I remember like it was yesterday. We were at school starting freshman year of high school and we were still the dynamic duo that rode their bikes to school together. Every morning at 7:25, we would meet on the corner of my street, eat our eggo waffles, drink our Sunny D, and head off to school. Some days we were later than we wanted to, but we were having a good time so nothing else mattered. Max used to be an amazing artist. He could draw the most intricate piece of art you’ve ever seen with a single ballpoint pen and a piece of lined paper. That’s when we started passing notes during science class. He would draw me little characters and I would use my wits to fill in speech bubbles above their heads. I always pride myself on keeping these in our own little book of fun, along with the key of our secret language, which had now gone obsolete. Some days, I go back to the binder just to feel Spence's presence again and relish in what joy he brought me. A few months into freshman year, Spencer came out as gay. It was never a surprise for me, but he was finally ready to express himself and let everyone know how he felt. I could not have been happier for him and I was truly excited to be his best friend and biggest supporter. Later that year, I was introduced to Spencer's boyfriend, Ethan. He was almost as smart as Spencer and the perfect fit for Spencer. Seeing them together could not have made me happier, just seeing him be himself and happy was all I could ask for. Every day, I wish I could see him that happy again. 

Over the summer going into sophomore year, everything seemed to go down hill. Spencer and Ethan broke up and it looked like there was no end to his sadness in sight. We used to hang out and go mini golfing together and drink icees until our brains were big ice cubes. Seeing Spencer's adoration for Lucas and the same way around was all I could ask for for Spence, but Ethan had to ruin it all by cheating. Spencer had found texts between Ethan and another boy talking about how much Spence was a nerd and annoying and how Ethan was just waiting for the second they could break up to be with the scumbag he was texting. I could only wish and dream to find this other guy and beat him to a pulp. There seemed not to be enough orange jello in the world to help Spence through his break up. I had finally gotten my drivers license and decided that I was going to make him happy again; it was what he deserved.

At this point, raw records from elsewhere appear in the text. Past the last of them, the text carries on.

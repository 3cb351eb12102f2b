//! In-process event bus.

use std::sync::{Mutex, mpsc};

use crate::bus::{EventBus, Subscription};

#[derive(Debug)]
pub enum InMemoryBusError {
    /// The subscriber list lock was poisoned by a panicking publisher.
    Poisoned,
}

/// Channel-per-subscriber fan-out. Subscribers whose receiver was dropped are
/// pruned on the next publish.
#[derive(Debug)]
pub struct InMemoryEventBus<M> {
    subscribers: Mutex<Vec<mpsc::Sender<M>>>,
}

impl<M> InMemoryEventBus<M> {
    pub fn new() -> Self {
        Self::default()
    }
}

impl<M> Default for InMemoryEventBus<M> {
    fn default() -> Self {
        Self {
            subscribers: Mutex::new(Vec::new()),
        }
    }
}

impl<M> EventBus<M> for InMemoryEventBus<M>
where
    M: Clone + Send + 'static,
{
    type Error = InMemoryBusError;

    fn publish(&self, message: M) -> Result<(), Self::Error> {
        let mut subs = self.subscribers.lock().map_err(|_| InMemoryBusError::Poisoned)?;
        subs.retain(|tx| tx.send(message.clone()).is_ok());
        Ok(())
    }

    fn subscribe(&self) -> Subscription<M> {
        let (tx, rx) = mpsc::channel();
        if let Ok(mut subs) = self.subscribers.lock() {
            subs.push(tx);
        }
        Subscription::new(rx)
    }
}

#[cfg(test)]
mod tests {
    use super::*;

    #[test]
    fn every_subscriber_sees_every_message() {
        let bus = InMemoryEventBus::<u32>::new();
        let a = bus.subscribe();
        let b = bus.subscribe();

        bus.publish(1).unwrap();
        bus.publish(2).unwrap();

        assert_eq!(a.drain(), vec![1, 2]);
        assert_eq!(b.drain(), vec![1, 2]);
    }

    #[test]
    fn dropped_subscribers_do_not_fail_publish() {
        let bus = InMemoryEventBus::<u32>::new();
        drop(bus.subscribe());
        let live = bus.subscribe();

        bus.publish(7).unwrap();
        assert_eq!(live.drain(), vec![7]);
    }
}
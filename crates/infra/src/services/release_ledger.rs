use rust_decimal::Decimal;
use serde_json::Value as JsonValue;

use bulkyard_auth::{Permission, Principal, authorize};
use bulkyard_core::{DomainError, LoadingId, ProductId, Quantity, ReleaseId, WarehouseId};
use bulkyard_events::{EventBus, EventEnvelope};
use bulkyard_releases::{
    CancelRelease, CreateRelease, RecordWithdrawal, Release, ReleaseCommand, ReleaseEvent,
    ReleaseStatus,
};

use super::stock_ledger::StockLedger;
use super::{Context, RELEASE};
use crate::error::ServiceResult;
use crate::store::Filter;

/// Input for [`ReleaseLedger::create_release`].
#[derive(Debug, Clone, PartialEq, Eq)]
pub struct NewRelease {
    pub client: String,
    pub product_id: ProductId,
    pub warehouse_id: WarehouseId,
    pub authorized_quantity: Decimal,
    pub order_reference: String,
    /// The caller already checked stock elsewhere; skip the advisory read.
    pub skip_stock_check: bool,
}

#[derive(Debug, Copy, Clone, PartialEq, Eq)]
pub struct WithdrawalOutcome {
    pub applied: Quantity,
    /// Part of the request that would have overrun the authorization.
    pub over_withdrawal: Option<Quantity>,
    pub already_recorded: bool,
}

/// Release creation, cancellation and capacity queries.
pub struct ReleaseLedger<'a, B> {
    ctx: &'a Context<B>,
}

impl<'a, B> ReleaseLedger<'a, B>
where
    B: EventBus<EventEnvelope<JsonValue>>,
{
    pub(crate) fn new(ctx: &'a Context<B>) -> Self {
        Self { ctx }
    }

    pub fn create_release(&self, actor: &Principal, request: NewRelease) -> ServiceResult<Release> {
        authorize(actor, &Permission::RELEASES_CREATE)?;

        let release_id = ReleaseId::new();
        let command = ReleaseCommand::CreateRelease(CreateRelease {
            release_id,
            client: request.client,
            product_id: request.product_id,
            warehouse_id: request.warehouse_id,
            authorized_quantity: request.authorized_quantity,
            order_reference: request.order_reference,
            created_by: actor.id(),
            occurred_at: self.ctx.clock.now(),
        });
        let decision = self.ctx.dispatcher.decide(&Release::empty(release_id), &command)?;
        if !request.skip_stock_check {
            self.check_stock(&decision.aggregate)?;
        }

        let committed = self
            .ctx
            .dispatcher
            .commit(&*self.ctx.stores.releases, RELEASE, decision)?;
        let release = committed.aggregate;
        tracing::info!(
            %release_id,
            client = release.client(),
            authorized = %release.authorized(),
            "release created"
        );
        Ok(release)
    }

    /// Reject when the pair's balance is known and below the authorization.
    /// A failed read only logs.
    fn check_stock(&self, release: &Release) -> ServiceResult<()> {
        let stock = StockLedger::new(self.ctx);
        match stock.available(release.product_id(), release.warehouse_id()) {
            Ok(Some(available)) if available < release.authorized() => {
                Err(DomainError::InsufficientStock {
                    available,
                    requested: release.authorized(),
                }
                .into())
            }
            Ok(_) => Ok(()),
            Err(e) => {
                tracing::warn!(
                    product_id = %release.product_id(),
                    warehouse_id = %release.warehouse_id(),
                    "stock read failed, creating release without the stock check: {e}"
                );
                Ok(())
            }
        }
    }

    pub fn cancel_release(&self, actor: &Principal, release_id: ReleaseId) -> ServiceResult<Release> {
        self.ctx.release_locks.with_lock(&release_id, || {
            let release = self.ctx.load_release(release_id)?;
            let command = ReleaseCommand::CancelRelease(CancelRelease {
                release_id,
                cancelled_by: actor.id(),
                occurred_at: self.ctx.clock.now(),
            });
            let decision = self.ctx.dispatcher.decide(&release, &command)?;
            authorize(actor, &Permission::RELEASES_CANCEL)?;

            let committed = self
                .ctx
                .dispatcher
                .commit(&*self.ctx.stores.releases, RELEASE, decision)?;
            tracing::info!(%release_id, cancelled_by = %actor.id(), "release cancelled");
            Ok(committed.aggregate)
        })
    }

    /// Add a completed loading's quantity to the withdrawn total, clamped at
    /// the authorization. Repeats for the same loading apply nothing.
    pub(crate) fn record_withdrawal(
        &self,
        release_id: ReleaseId,
        loading_id: LoadingId,
        quantity: Quantity,
    ) -> ServiceResult<WithdrawalOutcome> {
        let outcome = self.ctx.release_locks.with_lock(&release_id, || {
            self.ctx.with_retries("release.record_withdrawal", || {
                let release = self.ctx.load_release(release_id)?;
                let command = ReleaseCommand::RecordWithdrawal(RecordWithdrawal {
                    release_id,
                    loading_id,
                    quantity,
                    occurred_at: self.ctx.clock.now(),
                });
                let committed = self.ctx.dispatcher.dispatch(
                    &*self.ctx.stores.releases,
                    RELEASE,
                    &release,
                    &command,
                )?;
                let recorded = committed.events.iter().find_map(|e| match e {
                    ReleaseEvent::WithdrawalRecorded(w) => Some(w),
                    _ => None,
                });
                Ok(match recorded {
                    Some(w) => WithdrawalOutcome {
                        applied: w.applied,
                        over_withdrawal: (!w.excess.is_zero()).then_some(w.excess),
                        already_recorded: false,
                    },
                    None => WithdrawalOutcome {
                        applied: Quantity::ZERO,
                        over_withdrawal: None,
                        already_recorded: true,
                    },
                })
            })
        })?;

        if let Some(excess) = outcome.over_withdrawal {
            tracing::warn!(
                %release_id,
                %loading_id,
                requested = %quantity,
                %excess,
                "over-withdrawal clamped at the authorized quantity"
            );
        }
        Ok(outcome)
    }

    pub fn get(&self, release_id: ReleaseId) -> ServiceResult<Release> {
        self.ctx.load_release(release_id)
    }

    /// `authorized - withdrawn`, clamped at zero.
    pub fn remaining(&self, release_id: ReleaseId) -> ServiceResult<Quantity> {
        Ok(self.ctx.load_release(release_id)?.remaining())
    }

    /// What a new schedule or unscheduled loading could still reserve.
    pub fn remaining_capacity(&self, release_id: ReleaseId) -> ServiceResult<Quantity> {
        let release = self.ctx.load_release(release_id)?;
        let reserved = self.ctx.reserved_against(release_id, None)?;
        Ok(release.allocatable(reserved))
    }

    /// Releases in `status`, oldest first.
    pub fn list_by_status(&self, status: ReleaseStatus) -> ServiceResult<Vec<Release>> {
        let rows = self
            .ctx
            .stores
            .releases
            .find(&Filter::all().eq("status", status.as_str()))?;
        let mut releases = rows
            .into_iter()
            .map(Release::try_from)
            .collect::<ServiceResult<Vec<_>>>()?;
        releases.sort_by_key(|r| r.snapshot().map(|s| s.created_at));
        Ok(releases)
    }
}
//! Conjunctive equality / range filters over named row fields.

use std::cmp::Ordering;
use std::str::FromStr;

use rust_decimal::Decimal;
use serde::Serialize;
use serde_json::Value as JsonValue;

#[derive(Debug, Clone, PartialEq)]
pub enum Condition {
    Eq(String, JsonValue),
    Gte(String, JsonValue),
    Lte(String, JsonValue),
}

/// All conditions must hold. An empty filter matches every row.
#[derive(Debug, Clone, Default, PartialEq)]
pub struct Filter {
    conditions: Vec<Condition>,
}

fn to_json(value: impl Serialize) -> JsonValue {
    serde_json::to_value(value).unwrap_or(JsonValue::Null)
}

impl Filter {
    pub fn all() -> Self {
        Self::default()
    }

    pub fn eq(mut self, field: impl Into<String>, value: impl Serialize) -> Self {
        self.conditions.push(Condition::Eq(field.into(), to_json(value)));
        self
    }

    pub fn gte(mut self, field: impl Into<String>, value: impl Serialize) -> Self {
        self.conditions.push(Condition::Gte(field.into(), to_json(value)));
        self
    }

    pub fn lte(mut self, field: impl Into<String>, value: impl Serialize) -> Self {
        self.conditions.push(Condition::Lte(field.into(), to_json(value)));
        self
    }

    pub fn conditions(&self) -> &[Condition] {
        &self.conditions
    }

    pub fn matches(&self, row: &JsonValue) -> bool {
        self.conditions.iter().all(|c| match c {
            Condition::Eq(field, want) => compare(row.get(field), want) == Some(Ordering::Equal),
            Condition::Gte(field, bound) => matches!(
                compare(row.get(field), bound),
                Some(Ordering::Greater | Ordering::Equal)
            ),
            Condition::Lte(field, bound) => matches!(
                compare(row.get(field), bound),
                Some(Ordering::Less | Ordering::Equal)
            ),
        })
    }
}

fn as_decimal(value: &JsonValue) -> Option<Decimal> {
    match value {
        JsonValue::Number(n) => Decimal::from_str(&n.to_string()).ok(),
        JsonValue::String(s) => Decimal::from_str(s).ok(),
        _ => None,
    }
}

/// Decimals compare numerically (they serialize as strings), other strings
/// lexically, which orders ISO-8601 dates correctly.
fn compare(field: Option<&JsonValue>, other: &JsonValue) -> Option<Ordering> {
    let field = field?;
    if let (Some(a), Some(b)) = (as_decimal(field), as_decimal(other)) {
        return Some(a.cmp(&b));
    }
    match (field, other) {
        (JsonValue::String(a), JsonValue::String(b)) => Some(a.cmp(b)),
        (JsonValue::Bool(a), JsonValue::Bool(b)) => Some(a.cmp(b)),
        (a, b) if a == b => Some(Ordering::Equal),
        _ => None,
    }
}
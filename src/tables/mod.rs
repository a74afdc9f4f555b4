//! Table decoders and the tag-to-decoder registry.

pub mod ggg;
pub mod head;
pub mod hhea;
pub mod maxp;
pub mod meta;
pub mod name;
pub mod os2;

use crate::{LayoutTags, Result, Tag};


/// A decoded table.
#[derive(Clone, PartialEq, Debug)]
#[allow(missing_docs)]
pub enum Table {
    Name(name::Table),
    Gsub(ggg::LayoutTable),
    Gpos(ggg::LayoutTable),
    Head(head::Table),
    Hhea(hhea::Table),
    Maxp(maxp::Table),
    Os2(os2::Table),
    Meta(meta::Table),
}

/// A table decoder.
///
/// Receives exactly the table's bytes and the font-wide layout tags.
/// Only the layout decoders write into the tags.
pub type Decoder = fn(&[u8], &mut LayoutTags) -> Result<Table>;

/// Returns a decoder for a normalized table tag.
///
/// Tags without a decoder are not an error, the table is simply skipped.
pub fn decoder(tag: Tag) -> Option<Decoder> {
    let decode: Decoder = match &tag.to_bytes() {
        b"name" => decode_name,
        b"GSUB" => decode_gsub,
        b"GPOS" => decode_gpos,
        b"head" => decode_head,
        b"hhea" => decode_hhea,
        b"maxp" => decode_maxp,
        b"OS_2" => decode_os2,
        b"meta" => decode_meta,
        _ => return None,
    };

    Some(decode)
}

fn decode_name(data: &[u8], _: &mut LayoutTags) -> Result<Table> {
    name::Table::parse(data).map(Table::Name)
}

fn decode_gsub(data: &[u8], tags: &mut LayoutTags) -> Result<Table> {
    ggg::LayoutTable::parse(data, tags).map(Table::Gsub)
}

fn decode_gpos(data: &[u8], tags: &mut LayoutTags) -> Result<Table> {
    ggg::LayoutTable::parse(data, tags).map(Table::Gpos)
}

fn decode_head(data: &[u8], _: &mut LayoutTags) -> Result<Table> {
    head::Table::parse(data).map(Table::Head)
}

fn decode_hhea(data: &[u8], _: &mut LayoutTags) -> Result<Table> {
    hhea::Table::parse(data).map(Table::Hhea)
}

fn decode_maxp(data: &[u8], _: &mut LayoutTags) -> Result<Table> {
    maxp::Table::parse(data).map(Table::Maxp)
}

fn decode_os2(data: &[u8], _: &mut LayoutTags) -> Result<Table> {
    os2::Table::parse(data).map(Table::Os2)
}

fn decode_meta(data: &[u8], _: &mut LayoutTags) -> Result<Table> {
    meta::Table::parse(data).map(Table::Meta)
}
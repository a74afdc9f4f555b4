use sfnt_meta::{Error, LayoutTags};
use sfnt_meta::tables::ggg::{LayoutTable, MAX_RECORDS};
use crate::{convert, layout_table, logger, tag, Unit::*};

fn parse(data: &[u8]) -> (LayoutTable, LayoutTags) {
    let mut tags = LayoutTags::default();
    let table = LayoutTable::parse(data, &mut tags).unwrap();
    (table, tags)
}

#[test]
fn basic() {
    let data = layout_table(
        &[(b"DFLT", &[]), (b"latn", &[b"DEU ", b"TRK "])],
        &[b"kern", b"liga"],
    );

    let (table, tags) = parse(&data);
    assert_eq!(table.major_version, 1);
    assert_eq!(table.minor_version, 0);
    assert_eq!(table.scripts.len(), 2);
    assert!(table.scripts[&tag(b"DFLT")].languages.is_empty());
    assert_eq!(table.scripts[&tag(b"latn")].languages.len(), 2);
    assert!(!table.scripts[&tag(b"latn")].has_default_language_system);
    assert_eq!(table.features.len(), 2);

    assert!(tags.scripts.contains(&tag(b"latn")));
    assert!(tags.languages.contains(&tag(b"TRK ")));
    assert!(tags.features.contains(&tag(b"liga")));
}

#[test]
fn null_offsets() {
    let data = convert(&[
        UInt16(1), // major version
        UInt16(0), // minor version
        UInt16(0), // script list offset: none
        UInt16(0), // feature list offset: none
        UInt16(0), // lookup list offset: none
    ]);

    let (table, tags) = parse(&data);
    assert!(table.scripts.is_empty());
    assert!(table.features.is_empty());
    assert_eq!(tags, LayoutTags::default());
}

#[test]
fn default_language_system() {
    let data = convert(&[
        UInt16(1), // major version
        UInt16(0), // minor version
        UInt16(10), // script list offset: 10
        UInt16(0), // feature list offset: none
        UInt16(0), // lookup list offset: none

        // Script List
        UInt16(1), // count: 1
        Tag(b"latn"), UInt16(8), // script record [0]

        // Script Table
        UInt16(4), // default language system offset: 4
        UInt16(0), // language system count: 0
        UInt16(0), // feature indices
    ]);

    let (table, _) = parse(&data);
    assert!(table.scripts[&tag(b"latn")].has_default_language_system);
}

#[test]
fn duplicated_scripts_are_merged() {
    let data = layout_table(
        &[(b"latn", &[b"DEU "]), (b"latn", &[b"TRK "])],
        &[],
    );

    let (table, tags) = parse(&data);
    assert_eq!(table.scripts.len(), 1);
    assert_eq!(table.scripts[&tag(b"latn")].languages.len(), 2);
    assert_eq!(tags.scripts.len(), 1);
    assert_eq!(tags.languages.len(), 2);
}

#[test]
fn huge_script_count() {
    // Claims 65535 scripts, while only 3 records are present.
    let data = convert(&[
        UInt16(1), // major version
        UInt16(0), // minor version
        UInt16(10), // script list offset: 10
        UInt16(0), // feature list offset: none
        UInt16(0), // lookup list offset: none

        // Script List
        UInt16(0xFFFF), // count: 65535
        Tag(b"arab"), UInt16(20), // script record [0]
        Tag(b"cyrl"), UInt16(20), // script record [1]
        Tag(b"latn"), UInt16(20), // script record [2]

        // Script Table
        UInt16(0), // default language system offset: none
        UInt16(0), // language system count: 0
    ]);

    let (result, messages) = logger::capture(|| parse(&data));
    let (table, tags) = result;
    // The script table itself is 4 bytes, so the fourth record is never read.
    assert_eq!(table.scripts.len(), 3);
    assert_eq!(tags.scripts.len(), 3);
    if cfg!(feature = "logging") {
        assert_eq!(messages, vec!["Script list declares 256 records, but only 3 fit into the table.".to_string()]);
    }
}

#[test]
fn script_count_is_clamped() {
    let mut units = vec![
        UInt16(1), // major version
        UInt16(0), // minor version
        UInt16(10), // script list offset: 10
        UInt16(0), // feature list offset: none
        UInt16(0), // lookup list offset: none

        UInt16(300), // count: 300
    ];

    // All records point to a single script table right after the records.
    let script_offset = 2 + 300 * 6;
    for _ in 0..300 {
        units.push(Raw(b"latn"));
        units.push(UInt16(script_offset as u16));
    }
    units.push(UInt16(0)); // default language system offset: none
    units.push(UInt16(0)); // language system count: 0

    let mut data = convert(&units);
    // Make script tags unique.
    for i in 0..300 {
        let pos = 12 + i * 6;
        data[pos + 2] = (i >> 8) as u8 + b'A';
        data[pos + 3] = (i & 0xFF) as u8;
    }

    let (result, messages) = logger::capture(|| parse(&data));
    let (table, _) = result;
    assert_eq!(table.scripts.len(), MAX_RECORDS);
    // The clamp itself is silent.
    assert!(messages.is_empty());
}

#[test]
fn language_count_is_clamped() {
    let mut units = vec![
        UInt16(1), // major version
        UInt16(0), // minor version
        UInt16(10), // script list offset: 10
        UInt16(0), // feature list offset: none
        UInt16(0), // lookup list offset: none

        // Script List
        UInt16(1), // count: 1
        Tag(b"latn"), UInt16(8), // script record [0]

        // Script Table
        UInt16(0), // default language system offset: none
        UInt16(1000), // language system count: 1000
    ];

    for _ in 0..1000 {
        units.push(Raw(b"lang"));
        units.push(UInt16(0));
    }

    let mut data = convert(&units);
    for i in 0..1000 {
        let pos = 22 + i * 6;
        data[pos + 2] = (i >> 8) as u8 + b'A';
        data[pos + 3] = (i & 0xFF) as u8;
    }

    let (table, tags) = parse(&data);
    assert_eq!(table.scripts[&tag(b"latn")].languages.len(), MAX_RECORDS);
    assert_eq!(tags.languages.len(), MAX_RECORDS);
}

#[test]
fn feature_count_is_not_clamped() {
    let mut units = vec![
        UInt16(1), // major version
        UInt16(0), // minor version
        UInt16(0), // script list offset: none
        UInt16(10), // feature list offset: 10
        UInt16(0), // lookup list offset: none

        UInt16(300), // count: 300
    ];

    for _ in 0..300 {
        units.push(Raw(b"ss00"));
        units.push(UInt16(0));
    }

    let mut data = convert(&units);
    for i in 0..300 {
        let pos = 12 + i * 6;
        data[pos + 2] = (i >> 8) as u8 + b'A';
        data[pos + 3] = (i & 0xFF) as u8;
    }

    let (table, tags) = parse(&data);
    assert_eq!(table.features.len(), 300);
    assert_eq!(tags.features.len(), 300);
}

#[test]
fn feature_count_truncated_by_data() {
    let data = convert(&[
        UInt16(1), // major version
        UInt16(0), // minor version
        UInt16(0), // script list offset: none
        UInt16(10), // feature list offset: 10
        UInt16(0), // lookup list offset: none

        // Feature List
        UInt16(0xFFFF), // count: 65535
        Tag(b"kern"), UInt16(0), // feature record [0]
        Tag(b"liga"), UInt16(0), // feature record [1]
    ]);

    let (result, messages) = logger::capture(|| parse(&data));
    let (table, tags) = result;
    let features: Vec<_> = table.features.iter().map(|t| t.to_string()).collect();
    assert_eq!(features, vec!["kern", "liga"]);
    assert_eq!(tags.features, table.features);
    if cfg!(feature = "logging") {
        assert_eq!(messages, vec!["Feature list declares 65535 records, but only 2 fit into the table.".to_string()]);
    }
}

#[test]
fn language_count_truncated_by_data() {
    let data = convert(&[
        UInt16(1), // major version
        UInt16(0), // minor version
        UInt16(10), // script list offset: 10
        UInt16(0), // feature list offset: none
        UInt16(0), // lookup list offset: none

        // Script List
        UInt16(1), // count: 1
        Tag(b"latn"), UInt16(8), // script record [0]

        // Script Table
        UInt16(0), // default language system offset: none
        UInt16(0xFFFF), // language system count: 65535
        Tag(b"DEU "), UInt16(0), // language system record [0]
    ]);

    let (result, messages) = logger::capture(|| parse(&data));
    let (table, tags) = result;
    let languages: Vec<_> = table.scripts[&tag(b"latn")].languages.iter().map(|t| t.to_string()).collect();
    assert_eq!(languages, vec!["DEU "]);
    assert_eq!(tags.languages.len(), 1);
    if cfg!(feature = "logging") {
        assert_eq!(messages, vec!["Script table declares 256 records, but only 1 fit into the table.".to_string()]);
    }
}

#[test]
fn script_list_out_of_bounds() {
    let data = convert(&[
        UInt16(1), // major version
        UInt16(0), // minor version
        UInt16(100), // script list offset: 100
        UInt16(0), // feature list offset: none
        UInt16(0), // lookup list offset: none
    ]);

    let mut tags = LayoutTags::default();
    assert_eq!(LayoutTable::parse(&data, &mut tags).unwrap_err(),
               Error::UnexpectedEof { offset: 100, size: 2 });
}

#[test]
fn script_table_out_of_bounds() {
    let data = convert(&[
        UInt16(1), // major version
        UInt16(0), // minor version
        UInt16(10), // script list offset: 10
        UInt16(0), // feature list offset: none
        UInt16(0), // lookup list offset: none

        // Script List
        UInt16(1), // count: 1
        Tag(b"latn"), UInt16(200), // script record [0]
    ]);

    let mut tags = LayoutTags::default();
    assert_eq!(LayoutTable::parse(&data, &mut tags).unwrap_err(),
               Error::UnexpectedEof { offset: 210, size: 2 });
}

#[test]
fn truncated_header() {
    let data = convert(&[
        UInt16(1), // major version
        UInt16(0), // minor version
        UInt16(10), // script list offset: 10
    ]);

    let mut tags = LayoutTags::default();
    assert_eq!(LayoutTable::parse(&data, &mut tags).unwrap_err(),
               Error::UnexpectedEof { offset: 6, size: 2 });
}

One night at around 12 p.m. I showed up in front of Spencer's house and crawled through his window. I could tell he had been crying but that did nothing to my plans. I managed to get him to come outside with me and managed to coax him into my car. We drove around for about 20 minutes just singing along to sad songs at the top of our lungs. I decided it was time for some ice cream so we went to the McDonalds drive through and got 2 Oreo mcflurries. We then went to the local park, took the blankets from my trunk, and sat staring at the stars. Curled up under the stars, cuddling together, eating our ice cream. Nothing could have been better than this moment. Little did I know what was actually going on and that this was the last time I would ever see my best friend alive.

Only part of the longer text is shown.